*** DATA SECTION ***

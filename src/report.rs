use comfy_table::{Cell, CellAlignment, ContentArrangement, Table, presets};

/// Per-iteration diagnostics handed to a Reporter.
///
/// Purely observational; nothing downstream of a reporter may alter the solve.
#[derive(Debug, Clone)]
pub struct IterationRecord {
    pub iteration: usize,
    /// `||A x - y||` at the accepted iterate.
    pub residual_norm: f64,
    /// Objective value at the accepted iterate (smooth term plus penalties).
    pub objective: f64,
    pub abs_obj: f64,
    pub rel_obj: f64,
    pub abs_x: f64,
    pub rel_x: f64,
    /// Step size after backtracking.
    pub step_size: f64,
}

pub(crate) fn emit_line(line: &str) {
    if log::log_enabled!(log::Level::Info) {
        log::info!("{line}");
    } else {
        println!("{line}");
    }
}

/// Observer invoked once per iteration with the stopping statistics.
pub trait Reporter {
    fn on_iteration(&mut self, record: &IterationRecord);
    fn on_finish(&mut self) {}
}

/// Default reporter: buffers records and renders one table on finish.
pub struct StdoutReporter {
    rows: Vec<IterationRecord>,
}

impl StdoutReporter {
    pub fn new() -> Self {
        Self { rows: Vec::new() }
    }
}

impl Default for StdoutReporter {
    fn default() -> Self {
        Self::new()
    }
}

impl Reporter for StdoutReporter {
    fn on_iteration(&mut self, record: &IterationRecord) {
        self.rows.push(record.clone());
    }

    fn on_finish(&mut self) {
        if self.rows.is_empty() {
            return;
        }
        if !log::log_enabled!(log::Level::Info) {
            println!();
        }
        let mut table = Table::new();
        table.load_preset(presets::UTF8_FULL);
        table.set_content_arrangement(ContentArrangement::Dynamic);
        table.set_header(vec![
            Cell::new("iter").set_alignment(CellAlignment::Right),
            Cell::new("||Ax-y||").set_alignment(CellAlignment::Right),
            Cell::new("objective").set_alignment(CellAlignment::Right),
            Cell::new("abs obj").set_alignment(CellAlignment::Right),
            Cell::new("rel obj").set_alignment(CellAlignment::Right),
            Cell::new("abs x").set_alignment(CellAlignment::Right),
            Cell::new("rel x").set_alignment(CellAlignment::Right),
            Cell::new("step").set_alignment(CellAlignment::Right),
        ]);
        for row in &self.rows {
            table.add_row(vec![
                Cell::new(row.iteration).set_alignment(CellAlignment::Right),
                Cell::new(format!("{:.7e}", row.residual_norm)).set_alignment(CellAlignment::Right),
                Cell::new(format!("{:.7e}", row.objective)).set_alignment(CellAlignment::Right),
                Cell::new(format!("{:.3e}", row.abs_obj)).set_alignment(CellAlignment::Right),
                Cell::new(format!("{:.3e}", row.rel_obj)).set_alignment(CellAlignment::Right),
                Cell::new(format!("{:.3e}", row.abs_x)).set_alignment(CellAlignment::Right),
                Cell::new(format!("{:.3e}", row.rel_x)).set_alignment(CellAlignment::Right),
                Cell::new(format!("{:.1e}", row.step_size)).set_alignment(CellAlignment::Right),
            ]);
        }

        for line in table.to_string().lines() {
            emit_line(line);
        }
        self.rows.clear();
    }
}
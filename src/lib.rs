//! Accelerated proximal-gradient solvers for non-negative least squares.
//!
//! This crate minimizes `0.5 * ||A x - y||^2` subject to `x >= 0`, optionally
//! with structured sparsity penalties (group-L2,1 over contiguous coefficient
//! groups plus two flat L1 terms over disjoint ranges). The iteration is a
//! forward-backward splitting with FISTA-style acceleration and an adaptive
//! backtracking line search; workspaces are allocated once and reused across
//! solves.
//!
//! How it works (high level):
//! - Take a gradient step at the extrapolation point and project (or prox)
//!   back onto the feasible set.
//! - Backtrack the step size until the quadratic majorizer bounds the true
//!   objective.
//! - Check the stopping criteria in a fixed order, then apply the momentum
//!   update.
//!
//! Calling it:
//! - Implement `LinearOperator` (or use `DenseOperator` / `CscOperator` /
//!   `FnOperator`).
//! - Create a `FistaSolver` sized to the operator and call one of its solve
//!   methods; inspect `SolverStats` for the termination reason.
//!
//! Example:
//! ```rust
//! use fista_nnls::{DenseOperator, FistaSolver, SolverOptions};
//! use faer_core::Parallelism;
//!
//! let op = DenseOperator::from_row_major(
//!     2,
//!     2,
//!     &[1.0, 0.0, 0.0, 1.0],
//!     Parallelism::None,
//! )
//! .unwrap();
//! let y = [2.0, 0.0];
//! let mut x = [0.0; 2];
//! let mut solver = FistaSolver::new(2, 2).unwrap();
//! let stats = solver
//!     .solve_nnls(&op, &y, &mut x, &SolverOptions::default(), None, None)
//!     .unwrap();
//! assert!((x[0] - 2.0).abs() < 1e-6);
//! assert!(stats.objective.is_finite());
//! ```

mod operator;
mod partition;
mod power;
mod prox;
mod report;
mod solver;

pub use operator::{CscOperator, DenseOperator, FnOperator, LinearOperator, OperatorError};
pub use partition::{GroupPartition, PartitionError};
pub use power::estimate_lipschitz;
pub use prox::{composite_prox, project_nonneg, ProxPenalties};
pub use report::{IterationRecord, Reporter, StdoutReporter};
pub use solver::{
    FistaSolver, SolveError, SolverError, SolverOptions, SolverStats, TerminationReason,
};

***

## AIM OF THE EXERCISE
Print out the whole listing exactly as it appears.

## ANSWER BOX
filename src/report.rs
use comfy_table::{Cell, CellAlignment, ContentArrangement, Table, presets};

/// Per-iteration diagnostics handed to a Reporter.
///
/// Purely observational; nothing downstream of a reporter may alter the solve.
#[derive(Debug, Clone)]
pub struct IterationRecord {
    pub iteration: usize,
    /// `||A x - y||` at the accepted iterate.
    pub residual_norm: f64,
    /// Objective value at the accepted iterate (smooth term plus penalties).
    pub objective: f64,
    pub abs_obj: f64,
    pub rel_obj: f64,
    pub abs_x: f64,
    pub rel_x: f64,
    /// Step size after backtracking.
    pub step_size: f64,
}

pub(crate) fn emit_line(line: &str) {
    if log::log_enabled!(log::Level::Info) {
        log::info!("{line}");
    } else {
        println!("{line}");
    }
}

/// Observer invoked once per iteration with the stopping statistics.
pub trait Reporter {
    fn on_iteration(&mut self, record: &IterationRecord);
    fn on_finish(&mut self) {}
}

/// Default reporter: buffers records and renders one table on finish.
pub struct StdoutReporter {
    rows: Vec<IterationRecord>,
}

impl StdoutReporter {
    pub fn new() -> Self {
        Self { rows: Vec::new() }
    }
}

impl Default for StdoutReporter {
    fn default() -> Self {
        Self::new()
    }
}

impl Reporter for StdoutReporter {
    fn on_iteration(&mut self, record: &IterationRecord) {
        self.rows.push(record.clone());
    }

    fn on_finish(&mut self) {
        if self.rows.is_empty() {
            return;
        }
        if !log::log_enabled!(log::Level::Info) {
            println!();
        }
        let mut table = Table::new();
        table.load_preset(presets::UTF8_FULL);
        table.set_content_arrangement(ContentArrangement::Dynamic);
        table.set_header(vec![
            Cell::new("iter").set_alignment(CellAlignment::Right),
            Cell::new("||Ax-y||").set_alignment(CellAlignment::Right),
            Cell::new("objective").set_alignment(CellAlignment::Right),
            Cell::new("abs obj").set_alignment(CellAlignment::Right),
            Cell::new("rel obj").set_alignment(CellAlignment::Right),
            Cell::new("abs x").set_alignment(CellAlignment::Right),
            Cell::new("rel x").set_alignment(CellAlignment::Right),
            Cell::new("step").set_alignment(CellAlignment::Right),
        ]);
        for row in &self.rows {
            table.add_row(vec![
                Cell::new(row.iteration).set_alignment(CellAlignment::Right),
                Cell::new(format!("{:.7e}", row.residual_norm)).set_alignment(CellAlignment::Right),
                Cell::new(format!("{:.7e}", row.objective)).set_alignment(CellAlignment::Right),
                Cell::new(format!("{:.3e}", row.abs_obj)).set_alignment(CellAlignment::Right),
                Cell::new(format!("{:.3e}", row.rel_obj)).set_alignment(CellAlignment::Right),
                Cell::new(format!("{:.3e}", row.abs_x)).set_alignment(CellAlignment::Right),
                Cell::new(format!("{:.3e}", row.rel_x)).set_alignment(CellAlignment::Right),
                Cell::new(format!("{:.1e}", row.step_size)).set_alignment(CellAlignment::Right),
            ]);
        }

        for line in table.to_string().lines() {
            emit_line(line);
        }
        self.rows.clear();
    }
}
filename src/lib.rs
//! Accelerated proximal-gradient solvers for non-negative least squares.
//!
//! This crate minimizes `0.5 * ||A x - y||^2` subject to `x >= 0`, optionally
//! with structured sparsity penalties (group-L2,1 over contiguous coefficient
//! groups plus two flat L1 terms over disjoint ranges). The iteration is a
//! forward-backward splitting with FISTA-style acceleration and an adaptive
//! backtracking line search; workspaces are allocated once and reused across
//! solves.
//!
//! How it works (high level):
//! - Take a gradient step at the extrapolation point and project (or prox)
//!   back onto the feasible set.
//! - Backtrack the step size until the quadratic majorizer bounds the true
//!   objective.
//! - Check the stopping criteria in a fixed order, then apply the momentum
//!   update.
//!
//! Calling it:
//! - Implement `LinearOperator` (or use `DenseOperator` / `CscOperator` /
//!   `FnOperator`).
//! - Create a `FistaSolver` sized to the operator and call one of its solve
//!   methods; inspect `SolverStats` for the termination reason.
//!
//! Example:
//! ```rust
//! use fista_nnls::{DenseOperator, FistaSolver, SolverOptions};
//! use faer_core::Parallelism;
//!
//! let op = DenseOperator::from_row_major(
//!     2,
//!     2,
//!     &[1.0, 0.0, 0.0, 1.0],
//!     Parallelism::None,
//! )
//! .unwrap();
//! let y = [2.0, 0.0];
//! let mut x = [0.0; 2];
//! let mut solver = FistaSolver::new(2, 2).unwrap();
//! let stats = solver
//!     .solve_nnls(&op, &y, &mut x, &SolverOptions::default(), None, None)
//!     .unwrap();
//! assert!((x[0] - 2.0).abs() < 1e-6);
//! assert!(stats.objective.is_finite());
//! ```

mod operator;
mod partition;
mod power;
mod prox;
mod report;
mod solver;

pub use operator::{CscOperator, DenseOperator, FnOperator, LinearOperator, OperatorError};
pub use partition::{GroupPartition, PartitionError};
pub use power::estimate_lipschitz;
pub use prox::{composite_prox, project_nonneg, ProxPenalties};
pub use report::{IterationRecord, Reporter, StdoutReporter};
pub use solver::{
    FistaSolver, SolveError, SolverError, SolverOptions, SolverStats, TerminationReason,
};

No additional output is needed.